Five fractures in Swan's treasured friendship

The relationship between the Department of Treasury and treasurer appear to be under levels of strain not seen since the Khemlani loans affair.

Behind the government’s bad opinion polling is more than just the actions of the prime minister — for the first time since 1975 we are seeing a serious break down in co-ordination between the treasurer and Treasury.

And just as the 1975 break down between treasurer and Treasury was a major cause of the destruction of the Whitlam government, so the latest breakdown looks set to be an important part of the defeat of the Gillard government.

Back in 1975 the then treasurer Jim Cairns supported the efforts to get a Pakistani banker called Tirath Khemlani to raise money for the Australian government. The head of treasury, the legendary Frederick Wheeler was enraged.

Nothing like that has happened in the latest break down but, like 1975, the political agenda has got in the way of smooth co-ordination between Treasury and the treasurer.

What makes the current break down so surprising is that both Treasurer Wayne Swan and his department head Martin Parkinson are good people, with Parkinson ranking high among department heads.

They might publicly deny a break down but the facts tell another story. Here are five public breakdowns with my allocation of blame between Swan and Parkinson.

— The original Ken Henry mining tax proposal, which Swan and the then Prime Minister Kevin Rudd agreed to implement. Ken Henry was a brilliant former head of Treasury who was known as a person who sometimes had way out ideas.

Henry had undertaken a comprehensive examination of the tax system but clearly did not understand the effect of his proposal for the mining industry. Whether Treasury would have picked this up is not known but the Rudd-Swan decision to implement the Henry mining tax proposal was the mistake that led to the downfall of Kevin Rudd as prime minister and to the later to the treasurer/ Treasury breakdowns. (Blame score: Swan 10, Parkinson nil)

— The so-called MRRT mining tax. Treasury say they were not consulted and so did not understand how the tax worked and as a result false MRRT revenue estimates were published. Has treasury read Business Spectator and many other commentaries they would have understood how the tax worked and got the anticipated revenue closer to the negligible mark. (Blame: Swan 7, Parkinson 3)

— Then came the later budgets where this false methodology was carried forward and estimates of revenue that had no hope of being achieved were inserted into the budget and then spent on specific government causes. By this time it was clear that no miner was going to pay anything like the Treasury estimates and Parkinson should have known this (Blame: Swan 3, Parkinson 7)

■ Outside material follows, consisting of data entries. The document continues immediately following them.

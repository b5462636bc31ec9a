// SPDX-License-Identifier: BUSL-1.1
// Copyright (c) 2026 Alfred Jean LLC

//! Shared dictionary proxy over a store hash

use std::collections::BTreeMap;
use std::marker::PhantomData;

use cumulus_store::{Script, ScriptReply, StoreError, StoreExt};
use serde::de::DeserializeOwned;
use serde::Serialize;

use super::proxy::{ProxyCore, ProxyDescriptor};
use super::ProxyKind;
use crate::codec;
use crate::context::Context;
use crate::error::ProxyError;

/// A string-keyed dictionary living in the store
pub struct DictProxy<V> {
    core: ProxyCore,
    _value: PhantomData<fn(V) -> V>,
}

impl<V> DictProxy<V> {
    pub(crate) fn from_core(core: ProxyCore) -> Self {
        Self {
            core,
            _value: PhantomData,
        }
    }

    pub(crate) fn into_core(self) -> ProxyCore {
        self.core
    }

    pub async fn attach(ctx: &Context, descriptor: ProxyDescriptor) -> Result<Self, ProxyError> {
        ProxyKind::Dict.ensure_matches(&descriptor)?;
        Ok(Self::from_core(ProxyCore::attach(ctx, descriptor).await?))
    }

    pub fn descriptor(&self) -> ProxyDescriptor {
        self.core.descriptor().clone()
    }

    pub async fn share(&self) -> Result<Self, ProxyError> {
        Ok(Self::from_core(self.core.share().await?))
    }

    pub async fn release(self) -> Result<(), ProxyError> {
        self.core.release().await
    }

    pub async fn refcount(&self) -> Result<i64, ProxyError> {
        self.core.refcount().await
    }

    pub async fn exists(&self) -> Result<bool, ProxyError> {
        self.core.exists().await
    }

    fn key(&self) -> &str {
        self.core.key()
    }

    async fn take(&self, field: Option<String>) -> Result<Option<(String, Vec<u8>)>, ProxyError> {
        let script = Script::HashTake {
            key: self.key().to_string(),
            field,
        };
        match self.core.ctx().store().eval(script.clone()).await? {
            ScriptReply::Taken(taken) => Ok(taken),
            other => {
                tracing::error!(script = script.name(), ?other, "unexpected script reply");
                Err(ProxyError::Store(StoreError::unexpected(script.name())))
            }
        }
    }

    pub async fn len(&self) -> Result<u64, ProxyError> {
        Ok(self.core.ctx().store().hlen(self.key()).await?)
    }

    pub async fn is_empty(&self) -> Result<bool, ProxyError> {
        Ok(self.len().await? == 0)
    }

    pub async fn contains(&self, key: &str) -> Result<bool, ProxyError> {
        Ok(self.core.ctx().store().hexists(self.key(), key).await?)
    }

    pub async fn keys(&self) -> Result<Vec<String>, ProxyError> {
        Ok(self.core.ctx().store().hkeys(self.key()).await?)
    }

    pub async fn delete(&self, key: &str) -> Result<(), ProxyError> {
        let removed = self
            .core
            .ctx()
            .store()
            .hdel(self.key(), &[key.to_string()])
            .await?;
        if removed == 0 {
            return Err(ProxyError::KeyNotFound(key.to_string()));
        }
        Ok(())
    }

    pub async fn clear(&self) -> Result<(), ProxyError> {
        self.core.ctx().store().del(&[self.key().to_string()]).await?;
        Ok(())
    }

    /// Independent shared copy of this dictionary
    pub async fn copy(&self) -> Result<Self, ProxyError> {
        let store = self.core.ctx().store();
        let entries = store.hgetall(self.key()).await?;
        let copy = Self::from_core(self.core.sibling().await?);
        if !entries.is_empty() {
            store.hset(copy.key(), entries).await?;
        }
        Ok(copy)
    }
}

impl<V: Serialize> DictProxy<V> {
    pub async fn set(&self, key: &str, value: &V) -> Result<(), ProxyError> {
        let data = codec::encode(value)?;
        self.core
            .ctx()
            .store()
            .hset(self.key(), vec![(key.to_string(), data)])
            .await?;
        Ok(())
    }

    /// Set many entries in one command
    pub async fn update<'a, I>(&self, entries: I) -> Result<(), ProxyError>
    where
        V: 'a,
        I: IntoIterator<Item = (&'a str, &'a V)>,
    {
        let mut fields = Vec::new();
        for (k, v) in entries {
            fields.push((k.to_string(), codec::encode(v)?));
        }
        if fields.is_empty() {
            return Ok(());
        }
        self.core.ctx().store().hset(self.key(), fields).await?;
        Ok(())
    }
}

impl<V: DeserializeOwned> DictProxy<V> {
    pub async fn get(&self, key: &str) -> Result<V, ProxyError> {
        match self.core.ctx().store().hget(self.key(), key).await? {
            Some(data) => Ok(codec::decode(&data)?),
            None => Err(ProxyError::KeyNotFound(key.to_string())),
        }
    }

    pub async fn get_or(&self, key: &str, default: V) -> Result<V, ProxyError> {
        match self.get(key).await {
            Err(ProxyError::KeyNotFound(_)) => Ok(default),
            other => other,
        }
    }

    pub async fn values(&self) -> Result<Vec<V>, ProxyError> {
        let raw = self.core.ctx().store().hvals(self.key()).await?;
        Ok(codec::decode_all(&raw)?)
    }

    pub async fn items(&self) -> Result<Vec<(String, V)>, ProxyError> {
        let raw = self.core.ctx().store().hgetall(self.key()).await?;
        let mut items = Vec::with_capacity(raw.len());
        for (k, data) in raw {
            items.push((k, codec::decode(&data)?));
        }
        Ok(items)
    }

    pub async fn to_map(&self) -> Result<BTreeMap<String, V>, ProxyError> {
        Ok(self.items().await?.into_iter().collect())
    }

    /// Remove `key` and return its value
    pub async fn pop(&self, key: &str) -> Result<V, ProxyError> {
        match self.take(Some(key.to_string())).await? {
            Some((_, data)) => Ok(codec::decode(&data)?),
            None => Err(ProxyError::KeyNotFound(key.to_string())),
        }
    }

    pub async fn pop_or(&self, key: &str, default: V) -> Result<V, ProxyError> {
        match self.pop(key).await {
            Err(ProxyError::KeyNotFound(_)) => Ok(default),
            other => other,
        }
    }

    /// Remove and return some entry, atomically
    pub async fn popitem(&self) -> Result<(String, V), ProxyError> {
        match self.take(None).await? {
            Some((key, data)) => Ok((key, codec::decode(&data)?)),
            None => Err(ProxyError::KeyNotFound("popitem(): dictionary is empty".to_string())),
        }
    }
}

impl<V: Serialize + DeserializeOwned> DictProxy<V> {
    /// Insert `default` unless `key` is present; return the stored value
    pub async fn setdefault(&self, key: &str, default: &V) -> Result<V, ProxyError> {
        let data = codec::encode(default)?;
        self.core.ctx().store().hsetnx(self.key(), key, data).await?;
        self.get(key).await
    }
}

#[cfg(test)]
#[path = "dict_tests.rs"]
mod tests;
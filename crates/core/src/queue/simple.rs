// SPDX-License-Identifier: BUSL-1.1
// Copyright (c) 2026 Alfred Jean LLC

use std::marker::PhantomData;
use std::time::Duration;

use serde::de::DeserializeOwned;
use serde::Serialize;

use super::{connection_pair, map_recv, QueueDescriptor};
use crate::context::Context;
use crate::error::QueueError;
use crate::id::Handle;
use crate::transport::Connection;

/// Unbuffered queue: `put` writes to the store before returning
pub struct SimpleQueue<T> {
    handle: Handle,
    reader: Connection,
    writer: Connection,
    _item: PhantomData<fn(T) -> T>,
}

impl<T> SimpleQueue<T> {
    pub fn new(ctx: &Context) -> Self {
        Self::attach(
            ctx,
            QueueDescriptor {
                handle: ctx.next_handle("squeue"),
            },
        )
    }

    pub fn attach(ctx: &Context, descriptor: QueueDescriptor) -> Self {
        let (reader, writer) = connection_pair(ctx, &descriptor.handle);
        Self {
            handle: descriptor.handle,
            reader,
            writer,
            _item: PhantomData,
        }
    }

    pub fn descriptor(&self) -> QueueDescriptor {
        QueueDescriptor {
            handle: self.handle.clone(),
        }
    }

    pub async fn empty(&self) -> Result<bool, QueueError> {
        Ok(self.reader.is_empty().await?)
    }

    pub fn close(&self) {
        self.reader.close();
        self.writer.close();
    }
}

impl<T: Serialize> SimpleQueue<T> {
    pub async fn put(&self, item: &T) -> Result<(), QueueError> {
        Ok(self.writer.send(item).await?)
    }
}

impl<T: DeserializeOwned> SimpleQueue<T> {
    pub async fn get(&self) -> Result<T, QueueError> {
        Ok(self.reader.recv().await?)
    }

    pub async fn get_timeout(&self, timeout: Duration) -> Result<T, QueueError> {
        self.reader.recv_timeout(timeout).await.map_err(map_recv)
    }
}
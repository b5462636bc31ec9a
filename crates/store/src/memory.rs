// SPDX-License-Identifier: BUSL-1.1
// Copyright (c) 2026 Alfred Jean LLC

//! In-process store backend
//!
//! Holds every entry behind one mutex, so each command and each script is
//! trivially atomic. Blocking pops park on a [`Notify`] that is signalled
//! after any command capable of growing a list.

use std::collections::{BTreeMap, BTreeSet, HashMap, VecDeque};
use std::sync::{Arc, Mutex, MutexGuard};
use std::time::Duration;

use async_trait::async_trait;
use tokio::sync::Notify;
use tokio::time::Instant;

use crate::command::{Command, Reply};
use crate::error::StoreError;
use crate::script::{Script, ScriptReply};
use crate::store::{parse_int, Store};

#[derive(Debug, Clone)]
enum Entry {
    Bytes(Vec<u8>),
    List(VecDeque<Vec<u8>>),
    Hash(BTreeMap<String, Vec<u8>>),
    Set(BTreeSet<String>),
}

impl Entry {
    fn is_empty_container(&self) -> bool {
        match self {
            Entry::Bytes(_) => false,
            Entry::List(l) => l.is_empty(),
            Entry::Hash(h) => h.is_empty(),
            Entry::Set(s) => s.is_empty(),
        }
    }
}

#[derive(Debug, Default)]
struct Inner {
    entries: HashMap<String, Entry>,
}

/// Store backend living in the current process
#[derive(Clone, Default)]
pub struct MemoryStore {
    inner: Arc<Mutex<Inner>>,
    pushed: Arc<Notify>,
}

impl MemoryStore {
    pub fn new() -> Self {
        Self::default()
    }

    fn lock(&self) -> MutexGuard<'_, Inner> {
        self.inner.lock().unwrap_or_else(|e| e.into_inner())
    }

    /// Number of live keys
    pub fn len(&self) -> usize {
        self.lock().entries.len()
    }

    pub fn is_empty(&self) -> bool {
        self.len() == 0
    }

    /// Sorted snapshot of every live key
    pub fn keys(&self) -> Vec<String> {
        let mut keys: Vec<String> = self.lock().entries.keys().cloned().collect();
        keys.sort();
        keys
    }

    async fn wait_pop(
        &self,
        keys: Vec<String>,
        timeout: Option<Duration>,
    ) -> Result<Reply, StoreError> {
        let deadline = timeout.map(|t| Instant::now() + t);
        loop {
            let notified = self.pushed.notified();
            tokio::pin!(notified);
            notified.as_mut().enable();

            let popped = self.lock().pop_first(&keys)?;
            if popped.is_some() {
                return Ok(Reply::Popped(popped));
            }

            match deadline {
                Some(deadline) => {
                    if tokio::time::timeout_at(deadline, notified).await.is_err() {
                        return Ok(Reply::Popped(None));
                    }
                }
                None => notified.await,
            }
        }
    }
}

#[async_trait]
impl Store for MemoryStore {
    async fn execute(&self, command: Command) -> Result<Reply, StoreError> {
        if let Command::BLPop { keys, timeout } = command {
            return self.wait_pop(keys, timeout).await;
        }

        let grows_lists = matches!(
            command,
            Command::RPush { .. } | Command::LPush { .. } | Command::Eval { .. }
        );
        let reply = self.lock().apply(command);
        if grows_lists {
            self.pushed.notify_waiters();
        }
        reply
    }
}

/// Resolve a Redis-style inclusive range against a list of `len` elements
fn inclusive_range(len: usize, start: i64, stop: i64) -> Option<(usize, usize)> {
    let len = len as i64;
    let start = if start < 0 { (len + start).max(0) } else { start };
    let stop = if stop < 0 { len + stop } else { stop.min(len - 1) };
    if start > stop || start >= len {
        return None;
    }
    Some((start as usize, stop as usize))
}

/// Resolve a single index, negative counting from the tail
fn resolve_index(len: usize, index: i64) -> Option<usize> {
    let len = len as i64;
    let index = if index < 0 { len + index } else { index };
    (0..len).contains(&index).then_some(index as usize)
}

— The carbon tax. Treasury correctly estimated the carbon tax revenue and the government then spent the money and more. Then later the government effectively halved the future carbon tax leaving a back hole. (Blame: Swan 8, Parkinson 2)

—The government wanted to discover what the so-called subsidies were in superannuation so it could take to Australian savers with a machine gun. Treasury got the sums mathematically wrong, used dubious assumptions, forgot to incorporate the pension reduction benefits of superannuation and left out the enormous public servant subsidy to those with lifetime unfunded indexed pensions, (How Treasury mucked up its super sums, February 8). The errors were so blatant that Swan should have picked them up. ( Blame: Parkinson 8, Swan 2)

I am sure both Wayne Swan and Martin Parkinson will not be happy with these scores but they may help improve coordination in the final months of this parliament.